Ô ma pauvre petite fille ! encore six heures, et je serai mort ! Je serai quelque chose d'immonde qui traînera sur la table froide des amphithéâtre ; une tête qu'on moulera d'un côté, un
tronc qu'on disséquera de l'autre; puis de ce qui restera, on en mettra plein une bière, et le tout ira à Clamart.
Voilà ce qu'ils vont faire de ton père, ces hommes dont aucun ne me hait, qui tous me plaignent et tous pourraient me sauver. Ils vont me tuer. Comprends-tu cela, Marie ? me tuer de sang-froid, en
cérémonie, pour le bien de la chose ! Ah ! Grand Dieu !
Pauvre petite, ton père, qui t'aimait tant, ton père qui baisait ton petit cou blanc et parfumé, qui passait la main sans cesse dans les boucles de tes cheveux comme sur de la soie, qui prenait ton
joli visage rond dans sa main, qui te faisait sauter sur ses genoux, et le soir joignait tes deux petites mains pour prier Dieu !!
Qui est-ce qui te fera tout cela maintenant ? Qui est-ce qui t'aimera ? Tous les enfants de ton âge auront des pères, excepté toi.
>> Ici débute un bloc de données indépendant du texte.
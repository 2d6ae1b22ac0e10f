//! Typosquatting and brand impersonation heuristics.

use serde::{Deserialize, Serialize};
use strsim::normalized_levenshtein;

use super::homograph::homograph_similarity;
use super::tables::{BRANDS, CHAR_SUBSTITUTIONS};

/// Lower bound (exclusive) of edit similarity treated as a typosquat.
const TYPOSQUAT_MIN_SIMILARITY: f64 = 0.7;
/// Shortest brand matched as a token prefix; shorter ones collide with ordinary words.
const MIN_PREFIX_BRAND_LEN: usize = 5;
/// Shortest brand matched as a token suffix ("purchase" must not match "chase").
const MIN_SUFFIX_BRAND_LEN: usize = 6;

const EXACT_SUBSTRING_CONFIDENCE: f64 = 0.95;
const NON_EXACT_CONFIDENCE_CAP: f64 = 0.85;
const LEVENSHTEIN_WEIGHT: f64 = 0.7;
const HOMOGRAPH_WEIGHT: f64 = 0.3;
/// Impersonation is only reported above this confidence.
pub(crate) const IMPERSONATION_REPORT_THRESHOLD: f64 = 0.6;

/// How a typosquat differs from its target brand.
#[derive(Debug, Clone, Copy, PartialEq, Eq, Serialize, Deserialize)]
#[serde(rename_all = "snake_case")]
pub enum TyposquatTechnique {
    Substitution,
    Insertion,
    Deletion,
    CharacterSubstitution,
    Hyphenation,
    Concatenation,
}

#[derive(Debug, Clone, PartialEq, Serialize, Deserialize)]
#[serde(rename_all = "camelCase")]
pub struct TyposquatMatch {
    pub target: String,
    pub technique: TyposquatTechnique,
    pub similarity: f64,
}

#[derive(Debug, Clone, PartialEq, Serialize, Deserialize)]
#[serde(rename_all = "camelCase")]
pub struct BrandImpersonation {
    pub brand: String,
    pub confidence: f64,
    pub exact_substring: bool,
}

pub(crate) fn is_exact_brand(label: &str) -> bool {
    BRANDS.contains(&label)
}

/// Checks a second-level label against the brand list.
///
/// An exact brand label is legitimate and never a typosquat.
pub(crate) fn detect_typosquat(label: &str) -> Option<TyposquatMatch> {
    if label.is_empty() || is_exact_brand(label) {
        return None;
    }

    let best_edit = BRANDS
        .iter()
        .map(|brand| (*brand, normalized_levenshtein(label, brand)))
        .filter(|(_, sim)| *sim > TYPOSQUAT_MIN_SIMILARITY && *sim < 1.0)
        .max_by(|a, b| a.1.total_cmp(&b.1));
    if let Some((brand, similarity)) = best_edit {
        let label_len = label.chars().count();
        let technique = match label_len.cmp(&brand.len()) {
            std::cmp::Ordering::Equal => TyposquatTechnique::Substitution,
            std::cmp::Ordering::Greater => TyposquatTechnique::Insertion,
            std::cmp::Ordering::Less => TyposquatTechnique::Deletion,
        };
        return Some(TyposquatMatch {
            target: brand.to_string(),
            technique,
            similarity,
        });
    }

    for brand in BRANDS {
        if undo_substitutions(label).iter().any(|c| c == brand) {
            return Some(TyposquatMatch {
                target: brand.to_string(),
                technique: TyposquatTechnique::CharacterSubstitution,
                similarity: normalized_levenshtein(label, brand),
            });
        }
        if label.contains('-') && label.replace('-', "") == *brand {
            return Some(TyposquatMatch {
                target: brand.to_string(),
                technique: TyposquatTechnique::Hyphenation,
                similarity: normalized_levenshtein(label, brand),
            });
        }
    }

    BRANDS
        .iter()
        .filter(|brand| contains_brand_token(label, brand))
        .max_by_key(|brand| brand.len())
        .map(|brand| TyposquatMatch {
            target: brand.to_string(),
            technique: TyposquatTechnique::Concatenation,
            similarity: normalized_levenshtein(label, brand),
        })
}

/// Whether `text` carries `brand` as a token, or glued to the start or end of
/// one, where tokens are separated by dots, hyphens and underscores.
pub(crate) fn contains_brand_token(text: &str, brand: &str) -> bool {
    text.split(['.', '-', '_']).any(|token| {
        token == brand
            || (brand.len() >= MIN_PREFIX_BRAND_LEN && token.starts_with(brand))
            || (brand.len() >= MIN_SUFFIX_BRAND_LEN && token.ends_with(brand))
    })
}

/// Candidate spellings with look-alike ASCII sequences reverted, one rule at a
/// time and all rules together.
fn undo_substitutions(label: &str) -> Vec<String> {
    let mut candidates: Vec<String> = CHAR_SUBSTITUTIONS
        .iter()
        .filter(|(fake, _)| label.contains(fake))
        .map(|(fake, real)| label.replace(fake, real))
        .collect();
    let all = CHAR_SUBSTITUTIONS
        .iter()
        .fold(label.to_string(), |acc, (fake, real)| acc.replace(fake, real));
    candidates.push(all);
    candidates
}

/// Scores how strongly a host impersonates a brand.
///
/// `host` is the full (Unicode) hostname and `label` its second-level label.
/// A host whose label is exactly a brand is that brand and is never reported.
pub(crate) fn detect_brand_impersonation(host: &str, label: &str) -> Option<BrandImpersonation> {
    if label.is_empty() || is_exact_brand(label) {
        return None;
    }

    BRANDS
        .iter()
        .map(|brand| {
            if contains_brand_token(host, brand) {
                BrandImpersonation {
                    brand: brand.to_string(),
                    confidence: EXACT_SUBSTRING_CONFIDENCE,
                    exact_substring: true,
                }
            } else {
                let blended = LEVENSHTEIN_WEIGHT * normalized_levenshtein(label, brand)
                    + HOMOGRAPH_WEIGHT * homograph_similarity(label, brand);
                BrandImpersonation {
                    brand: brand.to_string(),
                    confidence: blended.min(NON_EXACT_CONFIDENCE_CAP),
                    exact_substring: false,
                }
            }
        })
        .max_by(|a, b| a.confidence.total_cmp(&b.confidence))
        .filter(|best| best.confidence > IMPERSONATION_REPORT_THRESHOLD)
}

#[cfg(test)]
mod tests {
    use super::*;

    #[test]
    fn test_exact_brand_is_not_typosquat() {
        assert_eq!(detect_typosquat("paypal"), None);
        assert_eq!(detect_typosquat("google"), None);
    }

    #[test]
    fn test_edit_distance_typosquats() {
        let m = detect_typosquat("paypa1").unwrap();
        assert_eq!(m.target, "paypal");
        assert_eq!(m.technique, TyposquatTechnique::Substitution);

        let m = detect_typosquat("gooogle").unwrap();
        assert_eq!(m.target, "google");
        assert_eq!(m.technique, TyposquatTechnique::Insertion);

        let m = detect_typosquat("amazn").unwrap();
        assert_eq!(m.target, "amazon");
        assert_eq!(m.technique, TyposquatTechnique::Deletion);
    }

    #[test]
    fn test_character_substitution() {
        // Two substitutions put edit similarity below the threshold
        let m = detect_typosquat("rnicr0soft").unwrap();
        assert_eq!(m.target, "microsoft");
    }

    #[test]
    fn test_concatenation() {
        let m = detect_typosquat("paypal-secure-login").unwrap();
        assert_eq!(m.target, "paypal");
        assert_eq!(m.technique, TyposquatTechnique::Concatenation);
    }

    #[test]
    fn test_brand_tokens() {
        assert!(contains_brand_token("secure-paypal", "paypal"));
        assert!(contains_brand_token("paypallogin", "paypal"));
        assert!(contains_brand_token("mysecurepaypal", "paypal"));
        assert!(!contains_brand_token("purchase", "chase"));
        assert!(!contains_brand_token("pineapple", "apple"));
        assert!(contains_brand_token("dhl.delivery-status", "dhl"));
        assert!(!contains_brand_token("adhlabs", "dhl"));
    }

    #[test]
    fn test_unrelated_label() {
        assert_eq!(detect_typosquat("purchase"), None);
        assert_eq!(detect_typosquat("rust-lang"), None);
        assert_eq!(detect_typosquat("wikipedia"), None);
    }

    #[test]
    fn test_brand_impersonation_exact_substring() {
        let b = detect_brand_impersonation("paypal.account-verify.com", "account-verify").unwrap();
        assert_eq!(b.brand, "paypal");
        assert_eq!(b.confidence, 0.95);
        assert!(b.exact_substring);
    }

    #[test]
    fn test_brand_impersonation_homograph_capped() {
        let b = detect_brand_impersonation("p\u{0430}ypal.com", "p\u{0430}ypal").unwrap();
        assert_eq!(b.brand, "paypal");
        assert_eq!(b.confidence, 0.85);
        assert!(!b.exact_substring);
    }

    #[test]
    fn test_brand_impersonation_exempts_exact_brand() {
        assert_eq!(detect_brand_impersonation("paypal.com", "paypal"), None);
        assert_eq!(detect_brand_impersonation("www.apple.com", "apple"), None);
    }

    #[test]
    fn test_brand_impersonation_unrelated() {
        assert_eq!(detect_brand_impersonation("example.org", "example"), None);
    }
}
Comment te déshabiteras-tu, mon enfant, du jour de l'an, des
étrennes, des beaux joujoux, des bonbons et des baisers ? Comme te déshabitueras-tu, malheureuse orpheline, de boire et de manger ?
Oh ! si ces jurés l'avaient vue, au moins, ma jolie petite Marie, ils auraient compris qu'il ne faut pas tuer le père d'un enfant de trois ans."
"Ils disent que ce n'est rien, qu'on ne souffre pas, que c'est une fin douce, que la mort de cette façon est bien simplifiée.
Eh ! qu'est-ce donc que cette agonie de six semaines et ce râle de tout un jour ? Qu'est-ce que les angoisses de cette journée irréparable, qui s'écoule si lentement et si vite ? Qu'est-ce que
cette échelle de tortures qui aboutit à l'échafaud?
Apparemment ce n'est pas là souffrir.
Ne sont-ce pas les mêmes convulsions, que le sang s'épuise goutte à goutte, ou que l'intelligence s'éteigne pensée à pensée ?
Et puis, on ne souffre pas, en sont-ils sûrs ? Qui le leur a dit ? Conte-t-on que jamais une tête coupée se soit dressée sanglante au bord du panier, et qu'elle ait crié au peuple : Cela ne fait
pas mal !"
Les classiques ne se démodent jamais !
Cette lecture est indispensable
car la peine de mort est encore en vigueur
dans de nombreux pays...
Et aussi parce que certains souhaiteraient un retour à la barbarie
en la rétablissant en France...
Le devoir de mémoire nous évitera peut-être de renouveler les horreurs du passé.